I told her that when I was 14, my father, Joseph Lucas Jr., originally from New Orleans, and my grandfather Joseph Lucas Sr., who still lives here, took me east through the town of Vacherie in St. James Parish to an even tinier, underdeveloped “town” (for lack of a better and smaller-sounding word). The place was called Moonshine – yes, it is that country. For my grandparents and step-grandmother, once upon a time this was home and life was hilariously simple.
I grinned at my recollection of the sleepy community in the middle of all the farmland I could ever stand to see, then was shocked when Jinx burst out laughing, saying she was from the same area.
Jinx knew exactly which St. Luke’s Baptist Church I was talking about when I told her about my visit to the tiny town’s white clapboard cultural landmark. She knew the church was situated near a levee, blocking the Mississippi River from wiping the unincorporated area off the map.

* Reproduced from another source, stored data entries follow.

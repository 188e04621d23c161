//! Flat, full-resolution grids of zones.
//!
//! A [`Raster`] stores one zone ID per pixel, which makes it easy to author
//! (paint regions, poke at cells) and trivial to look up in,
//! but it's big: 132 MB at 32 pixels per degree.
//! The [`write`] module compiles rasters into much smaller tiled tables.
//!
//! [`Raster`]: struct.Raster.html
//! [`write`]: ../write/index.html

use chrono::{DateTime, SubsecRound, Utc};
use log::*;

use crate::arch::usize;
use crate::coord::{self, Pixel};
use crate::crc_reader;
use crate::format::{self, RasterHeader, NO_ZONE};
use crate::read::ZoneId;
use crate::result::*;

/// A grid of `180 * resolution` rows by `360 * resolution` columns,
/// each holding a zone (or nothing).
#[derive(Debug, Clone, PartialEq, Eq)]
pub struct Raster {
    degree_pixels: u16,
    zones: Vec<String>,
    cells: Vec<u16>,
    built: DateTime<Utc>,
}

impl Raster {
    /// Creates a raster where every cell has no zone.
    pub fn new(degree_pixels: u16) -> ZoneResult<Self> {
        coord::check_degree_pixels(degree_pixels)?;
        let cell_count =
            usize(coord::rows(degree_pixels) as u64 * coord::columns(degree_pixels) as u64)?;
        Ok(Self {
            degree_pixels,
            zones: Vec::new(),
            cells: vec![NO_ZONE; cell_count],
            // Files store whole seconds.
            built: Utc::now().trunc_subsecs(0),
        })
    }

    pub fn degree_pixels(&self) -> u16 {
        self.degree_pixels
    }

    pub fn rows(&self) -> u32 {
        coord::rows(self.degree_pixels)
    }

    pub fn columns(&self) -> u32 {
        coord::columns(self.degree_pixels)
    }

    pub fn zones(&self) -> &[String] {
        &self.zones
    }

    /// When the raster was created (or the time stored in the file it was read from)
    pub fn built(&self) -> DateTime<Utc> {
        self.built
    }

    pub(crate) fn into_parts(self) -> (Vec<String>, Vec<u16>) {
        (self.zones, self.cells)
    }

    /// Adds a zone (if it isn't there already) and returns its ID.
    pub fn add_zone(&mut self, name: &str) -> ZoneResult<ZoneId> {
        if let Some(i) = self.zones.iter().position(|z| z == name) {
            return Ok(ZoneId(i as u16));
        }
        format::check_zone_name(name)?;
        // NO_ZONE is reserved, so the last usable ID is one below it.
        if self.zones.len() >= NO_ZONE as usize {
            return Err(ZoneError::InvalidInput(format!(
                "Can't add {}: a table holds at most {} zones",
                name, NO_ZONE
            )));
        }
        self.zones.push(name.to_owned());
        Ok(ZoneId(self.zones.len() as u16 - 1))
    }

    fn offset(&self, x: u32, y: u32) -> ZoneResult<usize> {
        if x >= self.columns() || y >= self.rows() {
            return Err(ZoneError::InvalidInput(format!(
                "({}, {}) is outside of a {}x{} raster",
                x,
                y,
                self.columns(),
                self.rows()
            )));
        }
        Ok(y as usize * self.columns() as usize + x as usize)
    }

    fn check_zone(&self, zone: Option<ZoneId>) -> ZoneResult<u16> {
        match zone {
            None => Ok(NO_ZONE),
            Some(ZoneId(id)) if (id as usize) < self.zones.len() => Ok(id),
            Some(ZoneId(id)) => Err(ZoneError::InvalidInput(format!(
                "Zone {} hasn't been added to the raster",
                id
            ))),
        }
    }

    /// Sets the zone of the cell at column `x`, row `y`.
    pub fn set(&mut self, x: u32, y: u32, zone: Option<ZoneId>) -> ZoneResult<()> {
        let value = self.check_zone(zone)?;
        let offset = self.offset(x, y)?;
        self.cells[offset] = value;
        Ok(())
    }

    /// Gets the zone of the cell at column `x`, row `y`.
    pub fn get(&self, x: u32, y: u32) -> ZoneResult<Option<ZoneId>> {
        let value = self.cells[self.offset(x, y)?];
        Ok((value != NO_ZONE).then_some(ZoneId(value)))
    }

    /// Gets the raw cell value at a pixel already known to be on the grid.
    pub(crate) fn value_at(&self, pixel: Pixel) -> u16 {
        self.cells[pixel.y as usize * self.columns() as usize + pixel.x as usize]
    }

    /// Sets every cell whose north-west corner lies within the given box
    /// (edges included) to `zone`. Returns how many cells were set.
    ///
    /// Boxes crossing the antimeridian aren't supported;
    /// paint each side separately.
    pub fn fill_region(
        &mut self,
        north: f64,
        west: f64,
        south: f64,
        east: f64,
        zone: Option<ZoneId>,
    ) -> ZoneResult<usize> {
        let value = self.check_zone(zone)?;
        if !(north >= south && east >= west) {
            return Err(ZoneError::InvalidInput(format!(
                "Region N {} W {} S {} E {} is empty or inside out",
                north, west, south, east
            )));
        }
        coord::check_range(north, west)?;
        coord::check_range(south, east)?;

        let scale = self.degree_pixels as f64;
        let last_x = self.columns() as f64 - 1.0;
        let last_y = self.rows() as f64 - 1.0;
        let x0 = ((west + 180.0) * scale).ceil().min(last_x) as u32;
        let x1 = ((east + 180.0) * scale).floor().min(last_x) as u32;
        let y0 = ((90.0 - north) * scale).ceil().min(last_y) as u32;
        let y1 = ((90.0 - south) * scale).floor().min(last_y) as u32;
        if x0 > x1 || y0 > y1 {
            return Ok(0);
        }

        let columns = self.columns() as usize;
        for y in y0..=y1 {
            let row = y as usize * columns;
            self.cells[row + x0 as usize..=row + x1 as usize].fill(value);
        }
        let count = (x1 - x0 + 1) as usize * (y1 - y0 + 1) as usize;
        debug!(
            "Filled {} cells (x {}..={}, y {}..={}) with {:?}",
            count, x0, x1, y0, y1, zone
        );
        Ok(count)
    }

    /// Overrides the build time recorded in the raster, to the second.
    pub fn set_built(&mut self, built: DateTime<Utc>) {
        self.built = built.trunc_subsecs(0);
    }

    /// Serializes the raster into the raster table format.
    pub fn to_bytes(&self) -> Vec<u8> {
        let mut body = Vec::with_capacity(self.cells.len() * 2 + self.zones.len() * 8);
        format::write_zone_names(&mut body, &self.zones);
        for cell in &self.cells {
            format::put_u16(&mut body, *cell);
        }

        let header = RasterHeader {
            degree_pixels: self.degree_pixels,
            zone_count: self.zones.len() as u16,
            rows: self.rows(),
            columns: self.columns(),
            built: self.built.timestamp(),
            body_crc32: crc32fast::hash(&body),
        };
        let mut out = Vec::with_capacity(RasterHeader::SIZE + body.len());
        header.write_to(&mut out);
        out.extend_from_slice(&body);
        out
    }

    /// Reads a raster out of the raster table format.
    pub fn from_bytes(mut bytes: &[u8]) -> ZoneResult<Self> {
        let header = RasterHeader::parse_and_consume(&mut bytes)?;
        trace!("{:?}", header);
        coord::check_degree_pixels(header.degree_pixels)?;
        if header.rows != coord::rows(header.degree_pixels)
            || header.columns != coord::columns(header.degree_pixels)
        {
            return Err(ZoneError::CorruptData(
                "Raster dimensions don't match its resolution",
            ));
        }
        let built = format::timestamp(header.built)?;

        let body = crc_reader::read_checked(bytes, header.body_crc32, bytes.len(), bytes.len())
            .map_err(|e| {
                if crc_reader::is_mismatch(&e) {
                    ZoneError::CorruptData("Raster checksum mismatch")
                } else {
                    ZoneError::Io(e)
                }
            })?;
        let mut body = &body[..];

        let zones = format::parse_zone_names(&mut body, header.zone_count)?;
        let cells_size = header.cells_size()?;
        if body.len() != cells_size {
            return Err(ZoneError::CorruptData("Raster cell data is the wrong size"));
        }
        let cells: Vec<u16> = body
            .chunks_exact(2)
            .map(|c| u16::from_le_bytes([c[0], c[1]]))
            .collect();
        if cells
            .iter()
            .any(|c| *c != NO_ZONE && *c >= header.zone_count)
        {
            return Err(ZoneError::CorruptData("Cell refers to a nonexistent zone"));
        }
        debug!(
            "Read {}x{} raster with {} zones",
            header.columns,
            header.rows,
            zones.len()
        );

        Ok(Self {
            degree_pixels: header.degree_pixels,
            zones,
            cells,
            built,
        })
    }
}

I had to investigate: “Call Dad, call Grandma up in Seattle, try to catch Grandpa while he’s home,” I told myself as we arrived at the interview site, and I closed the car door.
After another adventure that weekend – this time through the partly abandoned streets off Paris Avenue in New Orleans looking for yet another interview – we stopped by my grandparents’ home on Poland Avenue in the city’s Ninth Ward.
I’ll never forget it.
After introductions and catching up with my grandparents, I explained the link both Jinx and I felt she had to my grandparents. Once they started naming older family members – nodding at their recollections of them from the past, I couldn’t help but grin.
Our families had known each other at some point in the past – her last living aunt and cousin knew my grandparents, and they both knew Jinx’s father, among other family members.
Looking at the living room photos, Jinx smiled wide saying, “I feel like I’ve gone home. This is just too much!” It turns out some of our relatives actually lived in the same area – converted from a former plantation in the area.
As they pieced together portions of each other’s family trees, I sat with Grandpa thinking of how random the whole thing was. Here I am from Seattle, studying in Washington, D.C., in New Orleans for two weeks and by complete chance, I meet a mentor at the Institute who knows most of my father’s side of the family I’ve never even met because of the distance between us all.
Realizing how small the world can be, I couldn’t help but appreciate the simple gift of oral history and the value of old African-American communities – regardless of the anonymity and fractured spirit some of ours see today.
“You see, the world is round,” Grandma May said, with her typical all-knowing facial expression. “It’s all a cycle.”
Grandma May blew us a kiss as we drove away and I realized there’s so much more for me to learn about my family, and soon. Thinking about Grandma May’s theory of the round universe, I still wonder how long I have left to come full circle.